Dataset records
*** Begin section ***
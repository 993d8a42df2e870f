use std::sync::atomic::{AtomicBool, Ordering};

use async_trait::async_trait;
use parking_lot::Mutex;
use rustc_hash::FxHashMap;

use super::client::{BrokerClient, BrokerError, MessageStream};
use crate::envelope::{InboundMessage, OutboundEnvelope};

/// In-process broker: per-topic fan-out over flume channels, plus a publish
/// log for assertions. Group ids are accepted but ignored; every subscriber
/// of a topic receives every message, which is what the runtime's
/// one-subscription-per-topic registry expects.
#[derive(Default)]
pub struct MemoryBroker {
    topics: Mutex<FxHashMap<String, Vec<flume::Sender<InboundMessage>>>>,
    published: Mutex<Vec<OutboundEnvelope>>,
    fail_publishes: AtomicBool,
}

impl MemoryBroker {
    #[must_use]
    pub fn new() -> Self {
        Self::default()
    }

    /// Snapshot of every envelope published so far, in publish order.
    pub fn published(&self) -> Vec<OutboundEnvelope> {
        self.published.lock().clone()
    }

    /// Envelopes published to one topic, in publish order.
    pub fn published_to(&self, topic: &str) -> Vec<OutboundEnvelope> {
        self.published
            .lock()
            .iter()
            .filter(|e| e.topic == topic)
            .cloned()
            .collect()
    }

    pub fn clear(&self) {
        self.published.lock().clear();
    }

    /// Make every subsequent publish fail. For exercising routing-error
    /// paths in tests.
    pub fn set_fail_publishes(&self, fail: bool) {
        self.fail_publishes.store(fail, Ordering::SeqCst);
    }
}

#[async_trait]
impl BrokerClient for MemoryBroker {
    async fn publish(&self, envelope: OutboundEnvelope) -> Result<(), BrokerError> {
        if self.fail_publishes.load(Ordering::SeqCst) {
            return Err(BrokerError::Publish {
                topic: envelope.topic.clone(),
                reason: "injected failure".to_string(),
            });
        }

        self.published.lock().push(envelope.clone());

        let mut topics = self.topics.lock();
        if let Some(senders) = topics.get_mut(&envelope.topic) {
            let message = InboundMessage::from(envelope);
            // Prune subscribers whose receivers were dropped.
            senders.retain(|tx| tx.send(message.clone()).is_ok());
        }
        Ok(())
    }

    async fn subscribe(&self, topic: &str, _group_id: &str) -> Result<MessageStream, BrokerError> {
        let (tx, rx) = flume::unbounded();
        self.topics
            .lock()
            .entry(topic.to_string())
            .or_default()
            .push(tx);
        Ok(rx)
    }
}

#[cfg(test)]
mod tests {
    use super::*;
    use crate::envelope::EnvelopeHeaders;
    use crate::types::EventType;
    use serde_json::json;

    fn envelope(topic: &str) -> OutboundEnvelope {
        OutboundEnvelope {
            topic: topic.to_string(),
            key: "c-1".to_string(),
            headers: EnvelopeHeaders {
                correlation_id: "c-1".into(),
                process: "orders".into(),
                event_type: EventType::Task,
                step_name: "reserve".into(),
                source: vec!["order-placed".into()],
                target_event: "stock-reserved".into(),
                start_time: 1,
                instance_start_time: 1,
                api_key: None,
            },
            payload: json!({"ok": true}),
        }
    }

    #[tokio::test]
    async fn subscribers_receive_published_messages() {
        let broker = MemoryBroker::new();
        let rx = broker.subscribe("stock", "g1").await.unwrap();

        broker.publish(envelope("stock")).await.unwrap();

        let msg = rx.recv_async().await.unwrap();
        assert_eq!(msg.topic, "stock");
        assert_eq!(msg.key, "c-1");
        assert_eq!(broker.published_to("stock").len(), 1);
    }

    #[tokio::test]
    async fn publish_without_subscribers_is_recorded() {
        let broker = MemoryBroker::new();
        broker.publish(envelope("nowhere")).await.unwrap();
        assert_eq!(broker.published().len(), 1);
    }

    #[tokio::test]
    async fn injected_failure_surfaces_as_publish_error() {
        let broker = MemoryBroker::new();
        broker.set_fail_publishes(true);
        let err = broker.publish(envelope("stock")).await.unwrap_err();
        assert!(matches!(err, BrokerError::Publish { .. }));
        assert!(broker.published().is_empty());
    }
}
*** End section ***
Every record should be repeated exactly; please leave none out.

repository 993d8a42df2e870f
use std::sync::atomic::{AtomicBool, Ordering};

use async_trait::async_trait;
use parking_lot::Mutex;
use rustc_hash::FxHashMap;

use super::client::{BrokerClient, BrokerError, MessageStream};
use crate::envelope::{InboundMessage, OutboundEnvelope};

/// In-process broker: per-topic fan-out over flume channels, plus a publish
/// log for assertions. Group ids are accepted but ignored; every subscriber
/// of a topic receives every message, which is what the runtime's
/// one-subscription-per-topic registry expects.
#[derive(Default)]
pub struct MemoryBroker {
    topics: Mutex<FxHashMap<String, Vec<flume::Sender<InboundMessage>>>>,
    published: Mutex<Vec<OutboundEnvelope>>,
    fail_publishes: AtomicBool,
}

impl MemoryBroker {
    #[must_use]
    pub fn new() -> Self {
        Self::default()
    }

    /// Snapshot of every envelope published so far, in publish order.
    pub fn published(&self) -> Vec<OutboundEnvelope> {
        self.published.lock().clone()
    }

    /// Envelopes published to one topic, in publish order.
    pub fn published_to(&self, topic: &str) -> Vec<OutboundEnvelope> {
        self.published
            .lock()
            .iter()
            .filter(|e| e.topic == topic)
            .cloned()
            .collect()
    }

    pub fn clear(&self) {
        self.published.lock().clear();
    }

    /// Make every subsequent publish fail. For exercising routing-error
    /// paths in tests.
    pub fn set_fail_publishes(&self, fail: bool) {
        self.fail_publishes.store(fail, Ordering::SeqCst);
    }
}

#[async_trait]
impl BrokerClient for MemoryBroker {
    async fn publish(&self, envelope: OutboundEnvelope) -> Result<(), BrokerError> {
        if self.fail_publishes.load(Ordering::SeqCst) {
            return Err(BrokerError::Publish {
                topic: envelope.topic.clone(),
                reason: "injected failure".to_string(),
            });
        }

        self.published.lock().push(envelope.clone());

        let mut topics = self.topics.lock();
        if let Some(senders) = topics.get_mut(&envelope.topic) {
            let message = InboundMessage::from(envelope);
            // Prune subscribers whose receivers were dropped.
            senders.retain(|tx| tx.send(message.clone()).is_ok());
        }
        Ok(())
    }

    async fn subscribe(&self, topic: &str, _group_id: &str) -> Result<MessageStream, BrokerError> {
        let (tx, rx) = flume::unbounded();
        self.topics
            .lock()
            .entry(topic.to_string())
            .or_default()
            .push(tx);
        Ok(rx)
    }
}

#[cfg(test)]
mod tests {
    use super::*;
    use crate::envelope::EnvelopeHeaders;
    use crate::types::EventType;
    use serde_json::json;

    fn envelope(topic: &str) -> OutboundEnvelope {
        OutboundEnvelope {
            topic: topic.to_string(),
            key: "c-1".to_string(),
            headers: EnvelopeHeaders {
                correlation_id: "c-1".into(),
                process: "orders".into(),
                event_type: EventType::Task,
                step_name: "reserve".into(),
                source: vec!["order-placed".into()],
                target_event: "stock-reserved".into(),
                start_time: 1,
                instance_start_time: 1,
                api_key: None,
            },
            payload: json!({"ok": true}),
        }
    }

    #[tokio::test]
    async fn subscribers_receive_published_messages() {
        let broker = MemoryBroker::new();
        let rx = broker.subscribe("stock", "g1").await.unwrap();

        broker.publish(envelope("stock")).await.unwrap();

        let msg = rx.recv_async().await.unwrap();
        assert_eq!(msg.topic, "stock");
        assert_eq!(msg.key, "c-1");
        assert_eq!(broker.published_to("stock").len(), 1);
    }

    #[tokio::test]
    async fn publish_without_subscribers_is_recorded() {
        let broker = MemoryBroker::new();
        broker.publish(envelope("nowhere")).await.unwrap();
        assert_eq!(broker.published().len(), 1);
    }

    #[tokio::test]
    async fn injected_failure_surfaces_as_publish_error() {
        let broker = MemoryBroker::new();
        broker.set_fail_publishes(true);
        let err = broker.publish(envelope("stock")).await.unwrap_err();
        assert!(matches!(err, BrokerError::Publish { .. }));
        assert!(broker.published().is_empty());
    }
}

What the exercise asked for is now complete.